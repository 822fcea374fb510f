//! Euler-angle branch resolution.
//!
//! Intrinsic Z-Y-X angles (roll about z, then pitch about the moved y, then
//! yaw about the moved x) generically admit two decompositions of the same
//! rotation, and none at all at gimbal lock. [`EulerFilter`] picks the branch
//! nearest a reference triple so that continuous motion extracts continuous
//! angles; [`nearest_angle`] is the underlying 2π-wraparound rule shared with
//! rotary joint coordinates.

use nalgebra::{Rotation3, Vector3};
use std::f64::consts::{PI, TAU};

/// Return the representative of `angle` (mod 2π) lying in
/// `(reference − π, reference + π]`.
///
/// Continuous rotation re-extracted through this rule never produces a
/// spurious 2π jump.
#[must_use]
pub fn nearest_angle(reference: f64, angle: f64) -> f64 {
    let mut d = (angle - reference) % TAU;
    if d > PI {
        d -= TAU;
    } else if d <= -PI {
        d += TAU;
    }
    reference + d
}

/// Build the rotation `Rz(roll) · Ry(pitch) · Rx(yaw)`.
#[must_use]
pub fn rpy_to_rotation(roll: f64, pitch: f64, yaw: f64) -> Rotation3<f64> {
    Rotation3::from_axis_angle(&Vector3::z_axis(), roll)
        * Rotation3::from_axis_angle(&Vector3::y_axis(), pitch)
        * Rotation3::from_axis_angle(&Vector3::x_axis(), yaw)
}

/// Extract `(roll, pitch, yaw)` with `R = Rz(roll) · Ry(pitch) · Rx(yaw)`.
///
/// Returns the principal branch with `pitch ∈ [−π/2, π/2]`. At gimbal lock
/// (`cos pitch == 0`) roll and yaw are not individually determined; this
/// function reports `roll = 0` and folds the resolvable combination into yaw.
/// Use [`EulerFilter::filter`] when a reference triple is available.
#[must_use]
pub fn rotation_to_rpy(r: &Rotation3<f64>) -> [f64; 3] {
    let cp = (r[(0, 0)] * r[(0, 0)] + r[(1, 0)] * r[(1, 0)]).sqrt();
    let pitch = (-r[(2, 0)]).atan2(cp);
    if cp < 1e-15 {
        // Gimbal lock. At pitch = +π/2 only yaw − roll is observable,
        // at pitch = −π/2 only yaw + roll.
        if r[(2, 0)] < 0.0 {
            [0.0, pitch, r[(0, 1)].atan2(r[(0, 2)])]
        } else {
            [0.0, pitch, (-r[(0, 1)]).atan2(-r[(0, 2)])]
        }
    } else {
        [
            r[(1, 0)].atan2(r[(0, 0)]),
            pitch,
            r[(2, 1)].atan2(r[(2, 2)]),
        ]
    }
}

/// Resolves Euler-angle branch ambiguity and gimbal-lock degeneracy against a
/// reference triple.
#[derive(Debug, Clone, Copy, Default)]
pub struct EulerFilter;

impl EulerFilter {
    /// Adjust a candidate `(roll, pitch, yaw)` triple to the decomposition
    /// branch nearest `reference`.
    ///
    /// Away from gimbal lock the two available branches,
    /// `(r, p, y)` and `(r + π, π − p, y + π)`, are both wrapped to the
    /// reference and the closer one (least squared distance) is returned with
    /// a `false` flag.
    ///
    /// Within `eps` of gimbal lock (`|cos pitch| < eps`) roll and yaw are not
    /// individually resolvable: the reference roll is kept, the
    /// reference-consistent combination of roll ± yaw is preserved in yaw,
    /// and the flag is `true` (result shifted).
    #[must_use]
    pub fn filter(reference: &[f64; 3], candidate: &[f64; 3], eps: f64) -> ([f64; 3], bool) {
        let [r, p, y] = *candidate;
        if p.cos().abs() < eps {
            // Gimbal lock: at pitch near +π/2 the rotation fixes y − r, near
            // −π/2 it fixes y + r. Keep the reference roll and solve for yaw.
            let pitch = nearest_angle(reference[1], p);
            let roll = reference[0];
            let yaw = if p.sin() > 0.0 {
                nearest_angle(reference[2], roll + (y - r))
            } else {
                nearest_angle(reference[2], (y + r) - roll)
            };
            ([roll, pitch, yaw], true)
        } else {
            let a = [
                nearest_angle(reference[0], r),
                nearest_angle(reference[1], p),
                nearest_angle(reference[2], y),
            ];
            let b = [
                nearest_angle(reference[0], r + PI),
                nearest_angle(reference[1], PI - p),
                nearest_angle(reference[2], y + PI),
            ];
            let dist = |s: &[f64; 3]| {
                (s[0] - reference[0]).powi(2)
                    + (s[1] - reference[1]).powi(2)
                    + (s[2] - reference[2]).powi(2)
            };
            if dist(&a) <= dist(&b) {
                (a, false)
            } else {
                (b, false)
            }
        }
    }
}
impl JointKinematics for Free {
    fn layout(&self) -> KindLayout {
        let mut l = KindLayout::default();
        l.add_coordinate("x", self.ranges[0], MotionType::Linear);
        l.add_coordinate("y", self.ranges[1], MotionType::Linear);
        l.add_coordinate("z", self.ranges[2], MotionType::Linear);
        l.add_coordinate("roll", self.ranges[3], MotionType::Rotary);
        l.add_coordinate("pitch", self.ranges[4], MotionType::Rotary);
        l.add_coordinate("yaw", self.ranges[5], MotionType::Rotary);
        l
    }

    fn coords_to_tcd(&self, coords: &[f64]) -> Isometry3<f64> {
        iso(
            Vector3::new(coords[0], coords[1], coords[2]),
            &rpy_to_rotation(coords[3], coords[4], coords[5]),
        )
    }

    fn tcd_to_coords(&self, tcd: &Isometry3<f64>, prev: &[f64], out: &mut [f64]) {
        out[..3].copy_from_slice(tcd.translation.vector.as_slice());
        let reference = [prev[3], prev[4], prev[5]];
        let angles = extract_rpy(&tcd.rotation.to_rotation_matrix(), &reference);
        out[3..].copy_from_slice(&angles);
    }

    fn coordinate_twist(&self, index: usize, coords: &[f64]) -> Twist {
        match index {
            0 => Twist::new(Vector3::x(), Vector3::zeros()),
            1 => Twist::new(Vector3::y(), Vector3::zeros()),
            2 => Twist::new(Vector3::z(), Vector3::zeros()),
            i => Twist::new(Vector3::zeros(), rpy_twists(&coords[3..])[i - 3]),
        }
    }

    fn update_constraints(&self, ctx: &mut UpdateCtx<'_>) {
        ctx.constraints[0].wrench = Wrench::from_force(Vector3::x());
        ctx.constraints[1].wrench = Wrench::from_force(Vector3::y());
        ctx.constraints[2].wrench = Wrench::from_force(Vector3::z());

        let rpy = &ctx.coords[3..];
        let duals = rpy_duals(rpy);
        let rates = rpy_rates(rpy, &ctx.vel.w);
        let dots = rpy_dual_dots(rpy, &rates);
        for i in 0..3 {
            ctx.constraints[3 + i].wrench = Wrench::from_moment(duals[i]);
            ctx.constraints[3 + i].dot_wrench = Wrench::from_moment(dots[i]);
        }
    }
}
impl DrainScheduler {
    #[allow(clippy::too_many_arguments)]
    pub fn new(
        config: &SyncConfig,
        queue: Arc<MutationQueue>,
        cache: Arc<CacheLayer>,
        endpoint: Arc<dyn RemoteEndpoint>,
        attachments: Arc<dyn AttachmentResolver>,
        connectivity: ConnectivityObserver,
        clock: Arc<dyn Clock>,
    ) -> Self {
        let (events, _) = broadcast::channel(config.event_channel_capacity.max(1));
        Self {
            queue,
            cache,
            endpoint,
            attachments,
            connectivity,
            clock,
            circuit: CircuitBreaker::new("remote", CircuitConfig::default()),
            backoff: RetryConfig::replay(),
            settings: RwLock::new(DrainSettings {
                request_timeout: config.request_timeout(),
                max_attempts: config.max_attempts,
            }),
            in_flight: DashMap::new(),
            cancel_epoch: AtomicU64::new(0),
            events,
        }
    }

    #[must_use]
    pub fn with_circuit_config(mut self, config: CircuitConfig) -> Self {
        self.circuit = CircuitBreaker::new("remote", config);
        self
    }

    #[must_use]
    pub fn with_backoff(mut self, backoff: RetryConfig) -> Self {
        self.backoff = backoff;
        self
    }

    pub fn apply_config(&self, config: &SyncConfig) {
        let mut settings = self.settings.write();
        settings.request_timeout = config.request_timeout();
        settings.max_attempts = config.max_attempts;
    }

    pub fn subscribe(&self) -> broadcast::Receiver<DrainEvent> {
        self.events.subscribe()
    }

    #[must_use]
    pub fn circuit(&self) -> &CircuitBreaker {
        &self.circuit
    }

    fn flag_for(&self, queue: QueueName) -> Arc<AtomicBool> {
        self.in_flight
            .entry(queue)
            .or_insert_with(|| Arc::new(AtomicBool::new(false)))
            .clone()
    }

    #[must_use]
    pub fn is_draining(&self, queue: QueueName) -> bool {
        self.in_flight
            .get(&queue)
            .is_some_and(|flag| flag.load(Ordering::Acquire))
    }

    /// Stop running drains before their next entry. In-flight calls finish.
    pub fn cancel(&self) {
        self.cancel_epoch.fetch_add(1, Ordering::AcqRel);
        info!("Drain cancellation requested");
    }

    fn emit(&self, event: DrainEvent) {
        // No subscribers is fine
        let _ = self.events.send(event);
    }

    /// Drain every queue in turn.
    pub async fn drain_all(&self, trigger: DrainTrigger) -> Vec<DrainReport> {
        let mut reports = Vec::with_capacity(QueueName::ALL.len());
        for queue in QueueName::ALL {
            reports.push(self.drain(queue, trigger).await);
        }
        reports
    }

    /// Replay one queue. Never returns an error: failures end up in the
    /// report, in persisted entry state and in the event stream.
    #[tracing::instrument(skip(self), fields(queue = %queue))]
    pub async fn drain(&self, queue: QueueName, trigger: DrainTrigger) -> DrainReport {
        let timer = LatencyTimer::start();
        let report = self.drain_inner(queue, trigger).await;

        crate::metrics::record_drain(queue.as_str(), report.outcome.as_str(), timer.elapsed());
        if report.outcome != DrainOutcome::Suppressed {
            if report.attempted() > 0 || !report.deferred.is_empty() {
                info!(
                    outcome = report.outcome.as_str(),
                    succeeded = report.succeeded.len(),
                    failed = report.failed.len(),
                    needs_attention = report.needs_attention.len(),
                    deferred = report.deferred.len(),
                    "Drain finished"
                );
            }
            self.emit(DrainEvent::Completed(report.clone()));
        }
        report
    }

    async fn drain_inner(&self, queue: QueueName, trigger: DrainTrigger) -> DrainReport {
        if !self.connectivity.current() {
            debug!("Offline, drain skipped");
            return DrainReport::new(queue, DrainOutcome::Offline);
        }

        let flag = self.flag_for(queue);
        if flag.swap(true, Ordering::AcqRel) {
            debug!("Drain already in flight, suppressed");
            return DrainReport::new(queue, DrainOutcome::Suppressed);
        }
        let _guard = DrainGuard(flag);

        let epoch = self.cancel_epoch.load(Ordering::Acquire);
        let mut report = DrainReport::new(queue, DrainOutcome::Completed);

        let entries = match self.queue.list(queue).await {
            Ok(entries) => entries,
            Err(e) => {
                error!(error = %e, "Could not read queue for drain");
                report.outcome = DrainOutcome::StorageFailed;
                return report;
            }
        };

        for snapshot in entries {
            if self.cancel_epoch.load(Ordering::Acquire) != epoch {
                report.outcome = DrainOutcome::Cancelled;
                break;
            }
            if !self.connectivity.current() {
                report.outcome = DrainOutcome::Offline;
                break;
            }
            if !snapshot.is_pending() {
                continue;
            }
            // Discarded or flagged since the snapshot was taken
            let entry = match self.queue.get(queue, snapshot.id).await {
                Ok(Some(entry)) => entry,
                Ok(None) => {
                    debug!(id = %snapshot.id, "Entry left the queue mid-drain, skipped");
                    continue;
                }
                Err(e) => {
                    error!(error = %e, "Could not re-read queue mid-drain");
                    report.outcome = DrainOutcome::StorageFailed;
                    break;
                }
            };
            if !entry.is_pending() {
                continue;
            }
            if trigger.respects_backoff() && entry.next_attempt_at > self.clock.now_millis() {
                report.deferred.push(entry.id);
                continue;
            }

            self.drain_entry(entry, &mut report).await;
        }

        report
    }

    async fn drain_entry(&self, mut entry: QueueEntry, report: &mut DrainReport) {
        let queue = entry.queue_name;
        let id = entry.id;

        match self.replay_entry(&mut entry, true).await {
            ReplayOutcome::Succeeded(response) => {
                if let Err(e) = self.queue.remove(queue, id).await {
                    // Stays queued; the replay repeats with the same idempotency keys
                    error!(id = %id, error = %e, "Replayed entry could not be removed");
                    report.failed.push(id);
                    return;
                }
                self.fold(&entry, &response).await;
                crate::metrics::record_replay(queue.as_str(), "succeeded");
                debug!(id = %id, "Entry replayed");
                report.succeeded.push(id);
            }
            ReplayOutcome::Transient { error } => {
                self.handle_transient(&entry, &error, report).await;
            }
            ReplayOutcome::Permanent { reason, status } => {
                warn!(id = %id, reason = %reason, ?status, "Entry rejected, needs attention");
                self.flag(&entry, &reason, status, report).await;
            }
        }
    }

    async fn handle_transient(&self, entry: &QueueEntry, error: &str, report: &mut DrainReport) {
        let queue = entry.queue_name;
        let delay = self.backoff.delay_for_attempt(entry.attempt_count.saturating_add(1));
        let next_attempt_at = self
            .clock
            .now_millis()
            .saturating_add(i64::try_from(delay.as_millis()).unwrap_or(i64::MAX));

        let attempts = match self
            .queue
            .record_failure(queue, entry.id, error, next_attempt_at)
            .await
        {
            Ok(Some(attempts)) => attempts,
            // Discarded by the user mid-drain
            Ok(None) => return,
            Err(e) => {
                error!(id = %entry.id, error = %e, "Could not record replay failure");
                report.failed.push(entry.id);
                return;
            }
        };

        let max_attempts = self.settings.read().max_attempts;
        if let Some(max) = max_attempts {
            if attempts >= max {
                let reason = format!("gave up after {} attempts: {}", attempts, error);
                warn!(id = %entry.id, attempts, "Attempt limit reached, needs attention");
                self.flag(entry, &reason, None, report).await;
                return;
            }
        }

        crate::metrics::record_replay(queue.as_str(), "failed");
        debug!(id = %entry.id, attempts, error = %error, "Replay failed, will retry");
        report.failed.push(entry.id);
    }

    async fn flag(
        &self,
        entry: &QueueEntry,
        reason: &str,
        status: Option<u16>,
        report: &mut DrainReport,
    ) {
        let queue = entry.queue_name;
        match self.queue.flag_needs_attention(queue, entry.id, reason, status).await {
            Ok(true) => {
                crate::metrics::record_replay(queue.as_str(), "needs_attention");
                report.needs_attention.push(entry.id);
                self.emit(DrainEvent::NeedsAttention {
                    queue,
                    id: entry.id,
                    reason: reason.to_string(),
                    status,
                });
            }
            Ok(false) => {}
            Err(e) => {
                error!(id = %entry.id, error = %e, "Could not flag entry");
                report.failed.push(entry.id);
            }
        }
    }

    /// Write the policy's authoritative view into the cache. Best effort.
    pub(crate) async fn fold(&self, entry: &QueueEntry, response: &RemoteResponse) {
        let Some(update) = policy_for(entry.queue_name).fold(entry, response) else {
            return;
        };
        if let Err(e) = self.cache.write(&update.key, update.class, update.value).await {
            warn!(key = %update.key, error = %e, "Could not fold replay result into cache");
        }
    }

    /// Send the entry's remaining steps in order.
    ///
    /// `cursor` and `target_id` on `entry` advance as steps are acknowledged.
    /// With `persist_progress` each acknowledgement is also written to the
    /// queue before the next step goes out.
    pub async fn replay_entry(&self, entry: &mut QueueEntry, persist_progress: bool) -> ReplayOutcome {
        let policy = policy_for(entry.queue_name);
        let queue_label = entry.queue_name.as_str();
        let mut last_response = RemoteResponse::new(200, Value::Null);

        loop {
            let step = match next_step(policy, entry) {
                Ok(Some(step)) => step,
                Ok(None) => return ReplayOutcome::Succeeded(last_response),
                Err(e) => {
                    return ReplayOutcome::Permanent {
                        reason: e.to_string(),
                        status: None,
                    }
                }
            };

            let mut resolved = Vec::new();
            if step.with_attachments {
                for attachment in &entry.attachments {
                    match self.attachments.resolve(attachment).await {
                        Ok(file) => resolved.push(file),
                        Err(e) if e.is_permanent() => {
                            return ReplayOutcome::Permanent {
                                reason: e.to_string(),
                                status: None,
                            }
                        }
                        Err(e) => return ReplayOutcome::Transient { error: e.to_string() },
                    }
                }
            }

            let request = RemoteRequest::new(step.method, step.path.clone())
                .with_body(step.body.clone())
                .with_attachments(resolved)
                .with_idempotency_key(step.idempotency_key(entry));

            let response = match self.send(&request, queue_label, step.kind.as_str()).await {
                Ok(response) => response,
                Err(e) if e.is_permanent() => {
                    return ReplayOutcome::Permanent {
                        reason: e.to_string(),
                        status: None,
                    }
                }
                Err(e) => return ReplayOutcome::Transient { error: e.to_string() },
            };

            match policy.classify(response.status) {
                Disposition::Success => {
                    if entry.target_id.is_none() {
                        entry.target_id = policy.created_target(&step, &response);
                    }
                    entry.cursor = step.index + 1;
                    if persist_progress {
                        if let Err(e) = self
                            .queue
                            .record_progress(entry.queue_name, entry.id, entry.cursor, entry.target_id.clone())
                            .await
                        {
                            return ReplayOutcome::Transient {
                                error: format!("progress not saved: {}", e),
                            };
                        }
                    }
                    last_response = response;
                }
                Disposition::Retryable => {
                    return ReplayOutcome::Transient {
                        error: format!("HTTP {}: {}", response.status, response.error_message()),
                    }
                }
                Disposition::Permanent => {
                    return ReplayOutcome::Permanent {
                        reason: response.error_message(),
                        status: Some(response.status),
                    }
                }
            }
        }
    }

    /// One remote call through the circuit breaker, bounded by the request timeout.
    /// A call that times out is a failure even if the server later applies it.
    async fn send(
        &self,
        request: &RemoteRequest,
        queue: &str,
        step: &str,
    ) -> Result<RemoteResponse, TransportError> {
        let timeout = self.settings.read().request_timeout;
        let timer = LatencyTimer::start();

        let result = self
            .circuit
            .call(|| async {
                match tokio::time::timeout(timeout, self.endpoint.send(request)).await {
                    Ok(result) => result,
                    Err(_) => Err(TransportError::Timeout(timeout)),
                }
            })
            .await;

        crate::metrics::record_remote_latency(queue, step, timer.elapsed());
        match result {
            Ok(response) => Ok(response),
            Err(CircuitError::Rejected) => Err(TransportError::CircuitOpen),
            Err(CircuitError::Inner(e)) => {
                if matches!(e, TransportError::Timeout(_)) {
                    crate::metrics::record_timeout(queue, step);
                }
                Err(e)
            }
        }
    }
}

* _Your task_
Copy exactly the stretch of data above from the line with "Gimbal lock. At" through the line with "pub fn filter(reference: &[f64;", and omit all other lines.

* _Response for this exercise_
        // Gimbal lock. At pitch = +π/2 only yaw − roll is observable,
        // at pitch = −π/2 only yaw + roll.
        if r[(2, 0)] < 0.0 {
            [0.0, pitch, r[(0, 1)].atan2(r[(0, 2)])]
        } else {
            [0.0, pitch, (-r[(0, 1)]).atan2(-r[(0, 2)])]
        }
    } else {
        [
            r[(1, 0)].atan2(r[(0, 0)]),
            pitch,
            r[(2, 1)].atan2(r[(2, 2)]),
        ]
    }
}

/// Resolves Euler-angle branch ambiguity and gimbal-lock degeneracy against a
/// reference triple.
#[derive(Debug, Clone, Copy, Default)]
pub struct EulerFilter;

impl EulerFilter {
    /// Adjust a candidate `(roll, pitch, yaw)` triple to the decomposition
    /// branch nearest `reference`.
    ///
    /// Away from gimbal lock the two available branches,
    /// `(r, p, y)` and `(r + π, π − p, y + π)`, are both wrapped to the
    /// reference and the closer one (least squared distance) is returned with
    /// a `false` flag.
    ///
    /// Within `eps` of gimbal lock (`|cos pitch| < eps`) roll and yaw are not
    /// individually resolvable: the reference roll is kept, the
    /// reference-consistent combination of roll ± yaw is preserved in yaw,
    /// and the flag is `true` (result shifted).
    #[must_use]
    pub fn filter(reference: &[f64; 3], candidate: &[f64; 3], eps: f64) -> ([f64; 3], bool) {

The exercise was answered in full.